Her sisters shared a quick glance at each other, then at her.
“That’s great, honey!” Her mom beamed.
Aurora’s heart clenched. Where had this approval been for the last fifteen years?
“I have to go back soon. Obviously. Just waiting to talk to my boss.”
“When did this happen?” Beth’s tone was more than a little accusatory, and Cece cut her eyes over at their sister.
Aurora girded her loins. “Recently.”
“Why haven’t you told us?”
“I just did. Besides, we knew this was coming.”
Beth’s stare was more than a smidge accusatory. “Then you’re leaving really soon.”
Aurora opened her mouth to respond, but Cece placed a hand on Beth’s arm. “I think what Beth means is, first, congratulations, and we’re going to miss you. Right, Beth?”
Cece stepped right into Aurora’s peace-keeping role without missing a beat.
“Right,” she managed to bite off the word.
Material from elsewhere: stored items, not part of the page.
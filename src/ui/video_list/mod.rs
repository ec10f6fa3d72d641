// SPDX-License-Identifier: MPL-2.0
//! Scrollable, selectable list of videos.
//!
//! The list keeps no selection state of its own: the host passes the
//! selected id in and gets a message back when a row is pressed.

use crate::i18n::fluent::I18n;
use crate::media::VideoItem;
use crate::ui::design_tokens::{palette, radius, sizing, spacing, typography};
use crate::ui::icons::{self, AssetRef, IconSlot};
use crate::ui::styles::{self, compose, Style, StyleOverrides, StyleSlot};
use iced::font::Weight;
use iced::widget::{
    button, column, container, keyed_column, row, scrollable, text, Column, Row, Space,
};
use iced::{Element, Font, Length, Theme};
use std::collections::hash_map::DefaultHasher;
use std::hash::{Hash, Hasher};

const CONTAINER: Style = Style::EMPTY;

const ITEM: Style = Style {
    padding: Some(spacing::MD),
    spacing: Some(spacing::MD),
    border_color: Some(palette::GRAY_800),
    border_width: Some(1.0),
    ..Style::EMPTY
};

const SELECTED_ITEM: Style = Style {
    background: Some(palette::GRAY_900),
    ..Style::EMPTY
};

const VIDEO_PREVIEW: Style = Style {
    background: Some(palette::BLACK),
    height: Some(sizing::PREVIEW_HEIGHT),
    border_radius: Some(radius::MD),
    ..Style::EMPTY
};

const TITLE: Style = Style {
    text_color: Some(palette::GRAY_200),
    font_size: Some(typography::BODY_LG),
    ..Style::EMPTY
};

const SELECTED_TEXT: Style = Style {
    text_color: Some(palette::ACCENT_500),
    ..Style::EMPTY
};

const DESCRIPTION: Style = Style {
    text_color: Some(palette::GRAY_400),
    font_size: Some(typography::BODY_SM),
    ..Style::EMPTY
};

const TAG_CONTAINER: Style = Style {
    spacing: Some(spacing::XS),
    ..Style::EMPTY
};

const TAG: Style = Style {
    text_color: Some(palette::ACCENT_300),
    font_size: Some(typography::CAPTION),
    ..Style::EMPTY
};

const TITLE_FONT: Font = Font {
    weight: Weight::Semibold,
    ..Font::DEFAULT
};

/// Base fragment for a slot; slots the list doesn't draw are empty.
#[must_use]
pub fn base_style(slot: StyleSlot) -> Style {
    match slot {
        StyleSlot::Container => CONTAINER,
        StyleSlot::Item => ITEM,
        StyleSlot::SelectedItem => SELECTED_ITEM,
        StyleSlot::VideoPreview => VIDEO_PREVIEW,
        StyleSlot::Title => TITLE,
        StyleSlot::SelectedText => SELECTED_TEXT,
        StyleSlot::Description => DESCRIPTION,
        StyleSlot::TagContainer => TAG_CONTAINER,
        StyleSlot::Tag => TAG,
        StyleSlot::Video
        | StyleSlot::Controls
        | StyleSlot::Button
        | StyleSlot::Slider
        | StyleSlot::TimeText
        | StyleSlot::TimeTextFullscreen => Style::EMPTY,
    }
}

/// What one row shows, independent of rendering.
#[derive(Debug, Clone, PartialEq)]
pub struct RowModel<'a> {
    pub item: &'a VideoItem,
    /// Widget key derived from the item id.
    pub key: u64,
    pub is_selected: bool,
    pub description: Option<&'a str>,
    /// Tags prefixed with `#`, in input order.
    pub tags: Vec<String>,
}

/// Stable widget key for an item id.
#[must_use]
pub fn row_key(id: &str) -> u64 {
    let mut hasher = DefaultHasher::new();
    id.hash(&mut hasher);
    hasher.finish()
}

/// Row for `item`. Without a selection no row is selected.
#[must_use]
pub fn row_model<'a>(item: &'a VideoItem, selected_id: Option<&str>) -> RowModel<'a> {
    RowModel {
        item,
        key: row_key(&item.id),
        is_selected: selected_id == Some(item.id.as_str()),
        description: item.description(),
        tags: item.tags.iter().map(|tag| format!("#{tag}")).collect(),
    }
}

/// Row models in input order.
#[must_use]
pub fn rows<'a>(videos: &'a [VideoItem], selected_id: Option<&str>) -> Vec<RowModel<'a>> {
    videos
        .iter()
        .map(|item| row_model(item, selected_id))
        .collect()
}

/// Row models paired with the message each row produces when pressed.
///
/// `on_select` is called once per row, with that row's item.
pub fn entries<'a, M, F>(
    videos: &'a [VideoItem],
    selected_id: Option<&str>,
    on_select: F,
) -> Vec<(RowModel<'a>, M)>
where
    F: Fn(VideoItem) -> M,
{
    rows(videos, selected_id)
        .into_iter()
        .map(|model| {
            let message = on_select(model.item.clone());
            (model, message)
        })
        .collect()
}

/// Row container style: item, then selected variant when selected.
#[must_use]
pub fn item_style(overrides: &StyleOverrides, is_selected: bool) -> Style {
    let base_item = base_style(StyleSlot::Item);
    let base_selected = base_style(StyleSlot::SelectedItem);
    let selected = is_selected.then_some(());

    compose([
        Some(&base_item),
        overrides.get(StyleSlot::Item),
        selected.map(|()| &base_selected),
        selected.and_then(|()| overrides.get(StyleSlot::SelectedItem)),
    ])
}

/// Title text style: title, then selected text when selected.
#[must_use]
pub fn title_style(overrides: &StyleOverrides, is_selected: bool) -> Style {
    let base_title = base_style(StyleSlot::Title);
    let base_selected = base_style(StyleSlot::SelectedText);
    let selected = is_selected.then_some(());

    compose([
        Some(&base_title),
        overrides.get(StyleSlot::Title),
        selected.map(|()| &base_selected),
        selected.and_then(|()| overrides.get(StyleSlot::SelectedText)),
    ])
}

/// View context for rendering the list.
pub struct ViewContext<'a> {
    pub i18n: &'a I18n,
    pub styles: &'a StyleOverrides,
}

/// Renders the list. Pressing a row produces `on_select(item)`.
pub fn view<'a, M, F>(
    ctx: ViewContext<'a>,
    videos: &'a [VideoItem],
    selected_id: Option<&str>,
    on_select: F,
) -> Element<'a, M>
where
    M: Clone + 'a,
    F: Fn(VideoItem) -> M,
{
    let resolve = |slot: StyleSlot| ctx.styles.resolve(slot, &base_style(slot));
    let container_style = resolve(StyleSlot::Container);
    let now_playing = ctx.i18n.tr("video-list-now-playing");

    let list = keyed_column(
        entries(videos, selected_id, on_select)
            .into_iter()
            .map(|(model, message)| (model.key, row_view(&ctx, model, &now_playing, message))),
    )
    .spacing(container_style.spacing.unwrap_or(0.0))
    .width(Length::Fill);

    container(scrollable(list).width(Length::Fill).height(Length::Fill))
        .padding(container_style.padding())
        .width(Length::Fill)
        .height(Length::Fill)
        .style(styles::container::from_style(container_style))
        .into()
}

fn row_view<'a, M: Clone + 'a>(
    ctx: &ViewContext<'a>,
    model: RowModel<'a>,
    now_playing: &str,
    message: M,
) -> Element<'a, M> {
    let resolve = |slot: StyleSlot| ctx.styles.resolve(slot, &base_style(slot));
    let item = item_style(ctx.styles, model.is_selected);
    let title = title_style(ctx.styles, model.is_selected);
    let selected_text = compose([
        Some(&title),
        Some(&base_style(StyleSlot::SelectedText)),
        ctx.styles.get(StyleSlot::SelectedText),
    ]);
    let description = resolve(StyleSlot::Description);
    let tag_container = resolve(StyleSlot::TagContainer);
    let tag = resolve(StyleSlot::Tag);

    let mut info: Column<'a, M> = column![].spacing(spacing::XXS).width(Length::FillPortion(65));

    if model.is_selected {
        info = info.push(
            text(now_playing.to_string())
                .size(typography::CAPTION)
                .style(move |_theme: &Theme| selected_text.text()),
        );
    }

    info = info.push(
        text(model.item.title.clone())
            .size(title.font_size.unwrap_or(typography::BODY_LG))
            .font(TITLE_FONT)
            .style(move |_theme: &Theme| title.text()),
    );

    if let Some(desc) = model.description {
        info = info.push(
            text(desc.to_string())
                .size(description.font_size.unwrap_or(typography::BODY_SM))
                .style(move |_theme: &Theme| description.text()),
        );
    }

    if !model.tags.is_empty() {
        let tags: Row<'a, M> = Row::with_children(model.tags.into_iter().map(|label| {
            text(label)
                .size(tag.font_size.unwrap_or(typography::CAPTION))
                .style(move |_theme: &Theme| tag.text())
                .into()
        }))
        .spacing(tag_container.spacing.unwrap_or(spacing::XS));

        info = info.push(
            container(tags)
                .padding(tag_container.padding())
                .style(styles::container::from_style(tag_container)),
        );
    }

    let content = row![preview(ctx), info]
        .spacing(item.spacing.unwrap_or(spacing::MD))
        .width(Length::Fill);

    button(content)
        .on_press(message)
        .padding(item.padding())
        .width(Length::Fill)
        .style(styles::button::from_style(item))
        .into()
}

/// Muted, paused, control-less stand-in for the item's video.
fn preview<'a, M: 'a>(ctx: &ViewContext<'a>) -> Element<'a, M> {
    let style = ctx
        .styles
        .resolve(StyleSlot::VideoPreview, &base_style(StyleSlot::VideoPreview));
    let width = style.width.map_or(
        Length::FillPortion((sizing::PREVIEW_WIDTH_RATIO * 100.0) as u16),
        Length::Fixed,
    );
    let height = style.height.unwrap_or(sizing::PREVIEW_HEIGHT);

    container(column![
        Space::new().height(Length::Fill),
        icons::view(&AssetRef::Builtin(IconSlot::Play), spacing::LG * 2.0),
        Space::new().height(Length::Fill),
    ]
    .align_x(iced::Alignment::Center)
    .width(Length::Fill))
    .width(width)
    .height(Length::Fixed(height))
    .style(styles::container::from_style(style))
    .into()
}

#[cfg(test)]
mod tests {
    use super::*;
    use iced::Color;

    fn item(id: &str, tags: &[&str]) -> VideoItem {
        VideoItem {
            id: id.into(),
            title: format!("Video {id}"),
            uri: format!("file:///videos/{id}.mp4"),
            description: None,
            tags: tags.iter().map(|t| (*t).to_string()).collect(),
        }
    }

    #[test]
    fn exactly_the_matching_row_is_selected() {
        let videos = vec![item("1", &[]), item("2", &[]), item("3", &[])];
        let models = rows(&videos, Some("2"));

        let selected: Vec<&str> = models
            .iter()
            .filter(|m| m.is_selected)
            .map(|m| m.item.id.as_str())
            .collect();
        assert_eq!(selected, vec!["2"]);
    }

    #[test]
    fn no_row_is_selected_without_a_match() {
        let videos = vec![item("1", &[]), item("2", &[])];
        assert!(rows(&videos, Some("missing")).iter().all(|m| !m.is_selected));
        assert!(rows(&videos, None).iter().all(|m| !m.is_selected));
    }

    #[test]
    fn rows_keep_input_order() {
        let videos = vec![item("b", &[]), item("a", &[]), item("c", &[])];
        let ids: Vec<&str> = rows(&videos, None)
            .iter()
            .map(|m| m.item.id.as_str())
            .collect();
        assert_eq!(ids, vec!["b", "a", "c"]);
    }

    #[test]
    fn tags_are_hash_prefixed_in_order() {
        let video = item("1", &["nature", "4k"]);
        assert_eq!(row_model(&video, None).tags, vec!["#nature", "#4k"]);
    }

    #[test]
    fn empty_description_is_hidden() {
        let mut video = item("1", &[]);
        video.description = Some(String::new());
        assert_eq!(row_model(&video, None).description, None);

        video.description = Some("About".into());
        assert_eq!(row_model(&video, None).description, Some("About"));
    }

    #[test]
    fn empty_id_is_not_selected_without_a_selection() {
        let videos = vec![item("", &[]), item("2", &[])];
        assert!(rows(&videos, None).iter().all(|m| !m.is_selected));
        assert!(rows(&videos, Some("")).first().is_some_and(|m| m.is_selected));
    }

    #[test]
    fn each_row_carries_its_own_item_as_message() {
        let videos = vec![item("1", &[]), item("2", &[]), item("3", &[])];
        let calls = std::cell::Cell::new(0);
        let paired = entries(&videos, Some("2"), |video| {
            calls.set(calls.get() + 1);
            video
        });

        assert_eq!(calls.get(), videos.len());
        for (index, (model, message)) in paired.iter().enumerate() {
            assert_eq!(model.item, &videos[index]);
            assert_eq!(message, &videos[index]);
        }
    }

    #[test]
    fn row_keys_follow_ids() {
        let videos = vec![item("a", &[]), item("b", &[])];
        let keys: Vec<u64> = rows(&videos, None).iter().map(|m| m.key).collect();
        assert_ne!(keys[0], keys[1]);
        assert_eq!(keys[0], row_key("a"));
        assert_eq!(row_model(&videos[1], Some("a")).key, keys[1]);
    }

    #[test]
    fn empty_list_has_no_rows() {
        assert!(rows(&[], Some("1")).is_empty());
    }

    #[test]
    fn selected_item_style_layers_base_then_override() {
        let caller_item = Style {
            padding: Some(2.0),
            background: Some(Color::from_rgb8(0x10, 0x10, 0x10)),
            ..Style::EMPTY
        };
        let caller_selected = Style {
            border_color: Some(Color::WHITE),
            ..Style::EMPTY
        };
        let overrides = StyleOverrides::new()
            .with(StyleSlot::Item, caller_item)
            .with(StyleSlot::SelectedItem, caller_selected);

        let selected = item_style(&overrides, true);
        assert_eq!(selected.padding, Some(2.0));
        // Base selected background beats the caller's plain item background.
        assert_eq!(selected.background, Some(palette::GRAY_900));
        assert_eq!(selected.border_color, Some(Color::WHITE));

        let plain = item_style(&overrides, false);
        assert_eq!(plain.background, Some(Color::from_rgb8(0x10, 0x10, 0x10)));
        assert_eq!(plain.border_color, Some(palette::GRAY_800));
    }

    #[test]
    fn selected_title_uses_selected_text_color() {
        let overrides = StyleOverrides::default();
        assert_eq!(
            title_style(&overrides, true).text_color,
            Some(palette::ACCENT_500)
        );
        assert_eq!(
            title_style(&overrides, false).text_color,
            Some(palette::GRAY_200)
        );
        assert_eq!(
            title_style(&overrides, true).font_size,
            Some(typography::BODY_LG)
        );
    }
}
“Head chef?” her mother encouraged. “That’s an amazing opportunity.”
Aurora fidgeted with the couch cushion, unable to fully process her mother’s support. “It is. I love working at the inn, and being with family, but…”
“But?”
“I’m ready for the next step. Something of my own. And an opportunity in Malibu would be amazing and so generous.”
“I know.” Beth placed her hands in her lap and stared at them. “I’m sorry, it’s just…”
“We’ve loved having you here,” Cece blurted. “We love you being here and we really don’t want you to leave.”
“Cece.” Beth jerked her head up.
“Well? It’s true. We don’t. You and I have talked about it.”
Beth rolled her eyes with a sigh.
“You guys have talked about this behind my back? About not wanting me to go?”
“Of course we have.” Cece looked at her like she was dense. “We’re your sisters.”
“We’re proud of you.” Beth smiled. “But we don’t want some restaurant group to have you. Selfishly, we like having you right here.”
Aurora’s heart clenched again. She knew her sisters loved her, but they weren’t a family that often talked about their feelings for one another. In action, she was often reminded, but it was still nice to hear.
“That means a lot,” she admitted. “And we can talk about this more later. I’m sure Lyle wants to hear about more than just my job drama.”
“There’s so much I’d like to hear,” he said. “Anita talks about y’all all the time. I feel like I already kind of know you. I want to hear the story about the last runaway bride y’all had.”
“Oh my gosh.” Cece slapped her hands together. “You heard about that?”
Anita laughed. “I didn’t get into all the details, so you’ll have to tell it.”